The usual “chat with your data” architecture is a credit card on fire. The model writes a SQL query, you execute it, the rows come back, the rows go into the next prompt as context, the model summarises. Every interesting question pours actual data through the LLM. Tokens, latency, and a privacy footprint that is hard to explain to anyone in legal.
This demo flips that. Gemini emits a layout, not an answer. The layout contains SQL strings as component props. A DataLoader component on the client picks up each query, runs it through DuckDB-WASM in the browser, and writes the result rows into the surface data model at a JSON-Pointer path. Charts on that path re-render the moment the write lands. The model is blind to a single row.
The DataLoader is the trick
A2UI v0.9 has the right primitive for this: components with Dynamic props that resolve through JSON-Pointer paths into a per-surface data model. We add one custom component on top of the basic catalog.

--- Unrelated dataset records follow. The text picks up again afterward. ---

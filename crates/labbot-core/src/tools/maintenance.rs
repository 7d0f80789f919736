use std::{collections::BTreeSet, sync::Arc};

use async_trait::async_trait;
use serde::{Deserialize, Serialize};
use serde_json::json;
use tracing::{debug, info};

use crate::{
    model::ToolDefinition,
    tools::{parse_args, Tool},
    Result,
};

/// Spreadsheet values access (Google Sheets values API in production).
#[async_trait]
pub trait SheetStore: Send + Sync {
    /// Rows of the A1 `range`; trailing empty cells may be omitted.
    async fn read(&self, range: &str) -> Result<Vec<Vec<String>>>;

    /// Appends one row; returns the A1 range written when the backend reports it.
    async fn append(&self, range: &str, row: Vec<String>) -> Result<Option<String>>;
}

const COLUMNS: usize = 7;

/// One row of the maintenance log (columns B..H).
#[derive(Clone, Debug, PartialEq)]
struct Record {
    date: String,
    device: String,
    description: String,
    cost: String,
    professional: String,
    responsible: String,
    scheduled: String,
}

impl Record {
    fn from_row(row: &[String]) -> Option<Self> {
        if row.len() < COLUMNS {
            return None;
        }
        Some(Self {
            date: row[0].clone(),
            device: row[1].clone(),
            description: row[2].clone(),
            cost: row[3].clone(),
            professional: row[4].clone(),
            responsible: row[5].clone(),
            scheduled: row[6].clone(),
        })
    }
}

#[derive(Debug, Default, Deserialize)]
#[serde(default)]
struct Args {
    action: String,
    date: String,
    device: String,
    details: String,
    worker: String,
    responsible: String,
    price: f64,
    scheduled: bool,
}

#[derive(Serialize)]
struct DeviceDates<'a> {
    nome: &'a str,
    data_manutencao: Vec<&'a str>,
}

/// Reads and appends to the laboratory maintenance spreadsheet.
pub struct MaintenanceSheet {
    store: Arc<dyn SheetStore>,
    sheet_name: String,
}

impl MaintenanceSheet {
    pub fn new(store: Arc<dyn SheetStore>, sheet_name: impl Into<String>) -> Self {
        Self {
            store,
            sheet_name: sheet_name.into(),
        }
    }

    async fn records(&self) -> Result<Vec<Record>> {
        let rows = self
            .store
            .read(&format!("{}!B3:H", self.sheet_name))
            .await?;
        Ok(rows.iter().filter_map(|r| Record::from_row(r)).collect())
    }

    async fn insert(&self, args: &Args) -> Result<String> {
        if args.responsible.trim().is_empty() {
            return Ok(
                "Erro: O responsável é obrigatório para inserir um registro de manutenção."
                    .to_string(),
            );
        }

        let row = vec![
            args.date.clone(),
            args.device.clone(),
            args.details.clone(),
            format_brl(args.price),
            args.worker.clone(),
            args.responsible.clone(),
            if args.scheduled { "Sim" } else { "Não" }.to_string(),
        ];
        debug!(?row, "appending maintenance record");

        let updated = self
            .store
            .append(&format!("{}!B:H", self.sheet_name), row)
            .await?;
        info!(device = %args.device, ?updated, "maintenance record inserted");

        Ok(match updated.as_deref().and_then(first_row_number) {
            Some(line) => format!(
                "Registro de manutenção para '{}' inserido com sucesso na linha {line}.",
                args.device
            ),
            None => format!(
                "Registro de manutenção para '{}' inserido com sucesso.",
                args.device
            ),
        })
    }
}

#[async_trait]
impl Tool for MaintenanceSheet {
    fn name(&self) -> &str {
        "MaintenanceSheet"
    }

    fn definition(&self) -> ToolDefinition {
        ToolDefinition {
            name: "MaintenanceSheet".into(),
            description: "Consulta e registra manutenções de equipamentos na planilha de \
                manutenção do laboratório. Para registrar uma manutenção agendada não é \
                necessário informar preço nem profissional."
                .into(),
            parameters: json!({
                "type": "object",
                "properties": {
                    "action": {
                        "type": "string",
                        "enum": [
                            "get_last_maintenances",
                            "get_maintenances_by_device",
                            "get_device_maintenances",
                            "insert_maintenance_record"
                        ],
                        "description": "A ação que deve ser realizada."
                    },
                    "date": {"type": "string", "description": "Data da manutenção no formato DD/MM/YYYY."},
                    "device": {"type": "string", "description": "Nome ou identificador do equipamento."},
                    "details": {"type": "string", "description": "Descrição da manutenção."},
                    "worker": {"type": "string", "description": "Profissional que executou a manutenção."},
                    "responsible": {"type": "string", "description": "Responsável pela manutenção. Obrigatório para inserir."},
                    "price": {"type": "number", "description": "Custo da manutenção em reais."},
                    "scheduled": {"type": "boolean", "description": "Se a manutenção está agendada."}
                },
                "required": ["action"]
            }),
        }
    }

    async fn execute(&self, arguments: &str) -> Result<String> {
        let args: Args = parse_args(arguments)?;
        debug!(action = %args.action, "MaintenanceSheet called");

        match args.action.as_str() {
            "insert_maintenance_record" => self.insert(&args).await,
            "get_last_maintenances" | "get_maintenances_by_device" | "get_device_maintenances" => {
                let records = self.records().await?;
                if records.is_empty() {
                    return Ok("Não foram encontrados registros de manutenção.".to_string());
                }
                Ok(match args.action.as_str() {
                    "get_last_maintenances" => last_maintenances(&records),
                    "get_maintenances_by_device" => by_device(&records)?,
                    _ => device_history(&records, &args.device),
                })
            }
            _ => Ok("Ação não reconhecida. Use 'get_last_maintenances', \
                'get_maintenances_by_device', 'get_device_maintenances' ou \
                'insert_maintenance_record'."
                .to_string()),
        }
    }
}

fn last_maintenances(records: &[Record]) -> String {
    let last = &records[records.len().saturating_sub(5)..];
    let mut out = String::from("Os últimos 5 registros de manutenção são:\n");
    for r in last {
        out.push_str(&format!(
            "- {} no dia {} | {} | Responsável: {} | Profissional: {} | {} | Agendada? {}\n",
            r.device, r.date, r.description, r.responsible, r.professional, r.cost, r.scheduled
        ));
    }
    out
}

fn by_device(records: &[Record]) -> Result<String> {
    let mut grouped: Vec<DeviceDates<'_>> = Vec::new();
    for r in records {
        if r.device.is_empty() || r.date.is_empty() {
            continue;
        }
        match grouped.iter_mut().find(|g| g.nome == r.device) {
            Some(g) => g.data_manutencao.push(&r.date),
            None => grouped.push(DeviceDates {
                nome: &r.device,
                data_manutencao: vec![&r.date],
            }),
        }
    }
    if grouped.is_empty() {
        return Ok("Não há registros para agrupar.".to_string());
    }
    Ok(serde_json::to_string_pretty(&grouped)?)
}

fn device_history(records: &[Record], device: &str) -> String {
    let wanted = device.trim().to_lowercase();
    if wanted.is_empty() {
        let devices: BTreeSet<&str> = records
            .iter()
            .map(|r| r.device.as_str())
            .filter(|d| !d.is_empty())
            .collect();
        if devices.is_empty() {
            return "Não foi possível identificar equipamentos únicos para consulta.".to_string();
        }
        return format!(
            "O nome do dispositivo não foi fornecido. Dispositivos disponíveis para consulta:\n- {}",
            devices.into_iter().collect::<Vec<_>>().join("\n- ")
        );
    }

    let matching: Vec<&Record> = records
        .iter()
        .filter(|r| r.device.to_lowercase().contains(&wanted))
        .collect();
    if matching.is_empty() {
        return format!("Nenhum registro encontrado para o equipamento '{device}'.");
    }

    let mut out = format!("Histórico de manutenção para o equipamento '{device}':\n");
    for r in matching {
        out.push_str(&format!(
            "- Data: {} | Descrição: {} | Custo: {} | Profissional: {} | Agendada: {}\n",
            r.date, r.description, r.cost, r.professional, r.scheduled
        ));
    }
    out
}

/// `1234.5` -> `R$ 1.234,50`.
pub fn format_brl(value: f64) -> String {
    let cents = (value.abs() * 100.0).round() as u64;
    let digits = (cents / 100).to_string();
    let mut grouped = String::with_capacity(digits.len() + digits.len() / 3);
    for (i, ch) in digits.chars().enumerate() {
        if i > 0 && (digits.len() - i) % 3 == 0 {
            grouped.push('.');
        }
        grouped.push(ch);
    }
    let sign = if value < 0.0 && cents > 0 { "-" } else { "" };
    format!("R$ {sign}{grouped},{:02}", cents % 100)
}

/// `Sheet1!B12:H12` -> `12`.
/// Row of the first cell in an A1 range such as `Sheet1!B42:H42`.
fn first_row_number(a1: &str) -> Option<&str> {
    let (_, cells) = a1.rsplit_once('!')?;
    let first = cells.split(':').next()?;
    let row = first.trim_start_matches(|c: char| c.is_ascii_alphabetic());
    let column_len = first.len() - row.len();
    (column_len > 0 && !row.is_empty() && row.chars().all(|c| c.is_ascii_digit()))
        .then_some(row)
}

export const DataLoaderApi = {
name: 'DataLoader',
schema: z.object({
sql: z.string().min(1),
target: z.string().regex(/^\//),
}).strict(),
};
The React impl renders nothing. It runs sql through DuckDB-WASM on mount, then writes { loading, rows } (or { loading, error }) into the data model at target. A LineChart whose data prop is { path: "/data/revenueByMonth/rows" } sees undefined first, paints a shimmer, and swaps in once the loader writes. The agent never had to know any of this.
What the agent does see
Two server-side tools, both metadata only. listTables() returns table names and one-line descriptions, describeTable({name}) returns column types. The agent uses them to write SQL it cannot execute. Output is JSONL, one A2UI envelope per line, validated structurally before each line is forwarded to the client. SQL with a destructive verb is rejected at validation time so a careless DROP TABLE does not even reach the browser.
The trade-off is honest. A blind agent cannot iterate on actual values. If a user’s filter narrows things down to zero rows, the model will not notice and re-plan. The fix is to feed compact result summaries (row counts, value ranges) back through action context on the next turn, which is the obvious follow-up and intentionally not in v1. The privacy punchline is the whole point.